Work order. The reply should consist of one number, the count of lines below in which the word "nameservers" appears.
──────── Provided data ────────
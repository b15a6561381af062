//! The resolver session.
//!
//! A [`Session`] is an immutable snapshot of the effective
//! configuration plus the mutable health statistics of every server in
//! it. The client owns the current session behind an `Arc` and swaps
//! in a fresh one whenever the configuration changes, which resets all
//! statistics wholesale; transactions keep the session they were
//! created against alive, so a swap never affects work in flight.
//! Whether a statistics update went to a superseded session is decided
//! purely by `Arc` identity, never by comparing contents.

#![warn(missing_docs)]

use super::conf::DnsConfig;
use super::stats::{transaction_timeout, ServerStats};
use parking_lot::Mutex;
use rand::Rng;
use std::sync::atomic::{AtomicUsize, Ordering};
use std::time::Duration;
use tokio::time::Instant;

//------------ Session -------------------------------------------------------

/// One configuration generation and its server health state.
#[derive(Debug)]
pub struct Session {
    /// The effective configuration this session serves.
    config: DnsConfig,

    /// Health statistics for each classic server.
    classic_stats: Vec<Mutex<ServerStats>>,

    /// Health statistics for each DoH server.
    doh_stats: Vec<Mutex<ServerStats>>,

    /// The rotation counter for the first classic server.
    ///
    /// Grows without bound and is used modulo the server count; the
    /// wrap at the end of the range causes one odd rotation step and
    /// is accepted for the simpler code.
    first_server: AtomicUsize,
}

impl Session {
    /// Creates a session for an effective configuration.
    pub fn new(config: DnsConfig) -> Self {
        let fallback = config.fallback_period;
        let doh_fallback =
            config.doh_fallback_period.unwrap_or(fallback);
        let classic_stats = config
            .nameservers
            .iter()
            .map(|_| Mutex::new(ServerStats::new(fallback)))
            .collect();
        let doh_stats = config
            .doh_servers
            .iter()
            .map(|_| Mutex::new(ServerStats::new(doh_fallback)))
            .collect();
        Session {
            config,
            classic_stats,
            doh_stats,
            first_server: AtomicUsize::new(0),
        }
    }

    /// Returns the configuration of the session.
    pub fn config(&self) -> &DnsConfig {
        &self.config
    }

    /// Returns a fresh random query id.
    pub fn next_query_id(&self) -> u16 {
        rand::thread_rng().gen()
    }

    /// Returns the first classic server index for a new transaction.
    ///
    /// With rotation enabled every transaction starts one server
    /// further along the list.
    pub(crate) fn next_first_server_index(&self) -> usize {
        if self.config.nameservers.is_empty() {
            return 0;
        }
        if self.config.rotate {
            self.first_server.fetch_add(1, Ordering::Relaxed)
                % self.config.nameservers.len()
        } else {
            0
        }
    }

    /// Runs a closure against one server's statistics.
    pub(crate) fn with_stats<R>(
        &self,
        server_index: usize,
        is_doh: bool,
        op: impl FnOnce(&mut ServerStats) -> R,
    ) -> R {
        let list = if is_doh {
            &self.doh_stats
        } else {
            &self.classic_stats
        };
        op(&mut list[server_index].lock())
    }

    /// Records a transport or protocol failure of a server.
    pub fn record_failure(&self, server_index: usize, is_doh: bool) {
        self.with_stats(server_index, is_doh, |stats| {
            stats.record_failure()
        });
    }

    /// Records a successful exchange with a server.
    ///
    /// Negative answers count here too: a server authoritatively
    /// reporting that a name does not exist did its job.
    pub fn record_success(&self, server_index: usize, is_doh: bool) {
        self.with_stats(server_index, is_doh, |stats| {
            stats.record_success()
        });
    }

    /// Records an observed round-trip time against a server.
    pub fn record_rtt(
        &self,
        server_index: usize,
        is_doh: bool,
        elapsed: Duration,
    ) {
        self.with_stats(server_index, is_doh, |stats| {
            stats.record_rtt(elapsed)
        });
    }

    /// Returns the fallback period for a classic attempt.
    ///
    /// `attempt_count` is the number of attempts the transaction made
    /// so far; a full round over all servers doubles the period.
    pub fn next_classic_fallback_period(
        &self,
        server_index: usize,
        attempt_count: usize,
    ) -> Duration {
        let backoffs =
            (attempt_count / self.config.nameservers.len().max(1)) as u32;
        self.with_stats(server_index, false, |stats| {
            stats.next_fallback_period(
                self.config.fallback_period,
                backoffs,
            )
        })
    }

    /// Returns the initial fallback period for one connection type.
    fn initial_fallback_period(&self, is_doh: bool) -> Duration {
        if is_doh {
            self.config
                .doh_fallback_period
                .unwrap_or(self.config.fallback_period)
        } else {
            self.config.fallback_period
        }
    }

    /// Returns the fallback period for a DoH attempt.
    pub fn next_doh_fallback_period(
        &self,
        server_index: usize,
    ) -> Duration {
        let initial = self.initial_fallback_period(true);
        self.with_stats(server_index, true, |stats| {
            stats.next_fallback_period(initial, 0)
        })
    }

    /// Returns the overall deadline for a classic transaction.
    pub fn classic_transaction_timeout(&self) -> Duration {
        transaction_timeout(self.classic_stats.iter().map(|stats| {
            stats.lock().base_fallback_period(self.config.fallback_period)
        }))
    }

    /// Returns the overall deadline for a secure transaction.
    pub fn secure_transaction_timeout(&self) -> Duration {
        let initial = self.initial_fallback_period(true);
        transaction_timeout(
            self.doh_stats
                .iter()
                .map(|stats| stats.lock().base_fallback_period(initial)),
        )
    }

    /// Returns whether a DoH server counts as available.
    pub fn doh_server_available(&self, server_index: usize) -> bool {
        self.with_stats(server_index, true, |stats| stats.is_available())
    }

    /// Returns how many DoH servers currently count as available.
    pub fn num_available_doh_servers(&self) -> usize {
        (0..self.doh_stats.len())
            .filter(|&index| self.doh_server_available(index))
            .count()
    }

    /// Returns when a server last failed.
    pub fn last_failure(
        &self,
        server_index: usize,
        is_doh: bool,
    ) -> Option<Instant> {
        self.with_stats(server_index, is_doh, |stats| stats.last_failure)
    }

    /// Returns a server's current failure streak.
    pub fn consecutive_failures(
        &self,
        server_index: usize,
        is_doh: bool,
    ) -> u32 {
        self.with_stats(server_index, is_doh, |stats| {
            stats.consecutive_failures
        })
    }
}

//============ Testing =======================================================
────────
──────── Provided data ────────
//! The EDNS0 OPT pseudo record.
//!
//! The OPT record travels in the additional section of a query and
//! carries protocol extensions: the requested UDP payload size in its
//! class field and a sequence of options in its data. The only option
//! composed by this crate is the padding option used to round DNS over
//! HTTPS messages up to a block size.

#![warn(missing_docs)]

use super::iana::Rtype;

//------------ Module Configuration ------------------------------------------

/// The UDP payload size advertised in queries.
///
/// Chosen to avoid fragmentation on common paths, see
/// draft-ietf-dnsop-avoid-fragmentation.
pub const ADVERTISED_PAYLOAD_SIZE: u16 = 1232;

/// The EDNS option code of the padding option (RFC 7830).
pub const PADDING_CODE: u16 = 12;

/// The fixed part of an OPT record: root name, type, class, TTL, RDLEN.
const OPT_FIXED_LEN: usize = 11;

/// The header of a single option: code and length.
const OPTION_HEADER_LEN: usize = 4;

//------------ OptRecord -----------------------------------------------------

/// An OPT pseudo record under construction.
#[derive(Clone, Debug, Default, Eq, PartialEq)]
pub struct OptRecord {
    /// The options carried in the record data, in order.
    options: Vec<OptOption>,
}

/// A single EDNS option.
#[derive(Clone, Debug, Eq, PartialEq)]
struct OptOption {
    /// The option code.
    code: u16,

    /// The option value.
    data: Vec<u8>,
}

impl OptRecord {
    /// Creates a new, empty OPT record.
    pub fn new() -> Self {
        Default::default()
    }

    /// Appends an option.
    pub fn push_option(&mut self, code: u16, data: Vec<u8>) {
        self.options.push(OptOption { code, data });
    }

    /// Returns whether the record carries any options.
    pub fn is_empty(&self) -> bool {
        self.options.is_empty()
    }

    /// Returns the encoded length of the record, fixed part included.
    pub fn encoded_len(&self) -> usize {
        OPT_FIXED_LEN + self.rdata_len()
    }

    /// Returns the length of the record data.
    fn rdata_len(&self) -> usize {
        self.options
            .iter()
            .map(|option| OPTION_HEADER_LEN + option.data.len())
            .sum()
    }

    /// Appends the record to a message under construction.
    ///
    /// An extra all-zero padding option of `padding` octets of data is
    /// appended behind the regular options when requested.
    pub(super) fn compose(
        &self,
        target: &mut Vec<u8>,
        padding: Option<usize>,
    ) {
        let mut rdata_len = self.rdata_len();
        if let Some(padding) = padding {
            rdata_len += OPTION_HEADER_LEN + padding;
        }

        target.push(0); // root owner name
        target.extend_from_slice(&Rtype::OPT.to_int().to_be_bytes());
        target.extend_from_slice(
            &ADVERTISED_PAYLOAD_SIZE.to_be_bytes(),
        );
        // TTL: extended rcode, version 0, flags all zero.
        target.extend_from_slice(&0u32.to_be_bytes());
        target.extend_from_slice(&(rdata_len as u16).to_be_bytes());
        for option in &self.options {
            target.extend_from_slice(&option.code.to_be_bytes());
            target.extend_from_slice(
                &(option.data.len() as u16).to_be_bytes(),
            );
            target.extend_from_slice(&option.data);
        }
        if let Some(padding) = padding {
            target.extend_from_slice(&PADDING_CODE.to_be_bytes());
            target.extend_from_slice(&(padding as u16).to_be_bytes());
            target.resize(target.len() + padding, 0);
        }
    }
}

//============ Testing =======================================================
────────
Exercise solution. 4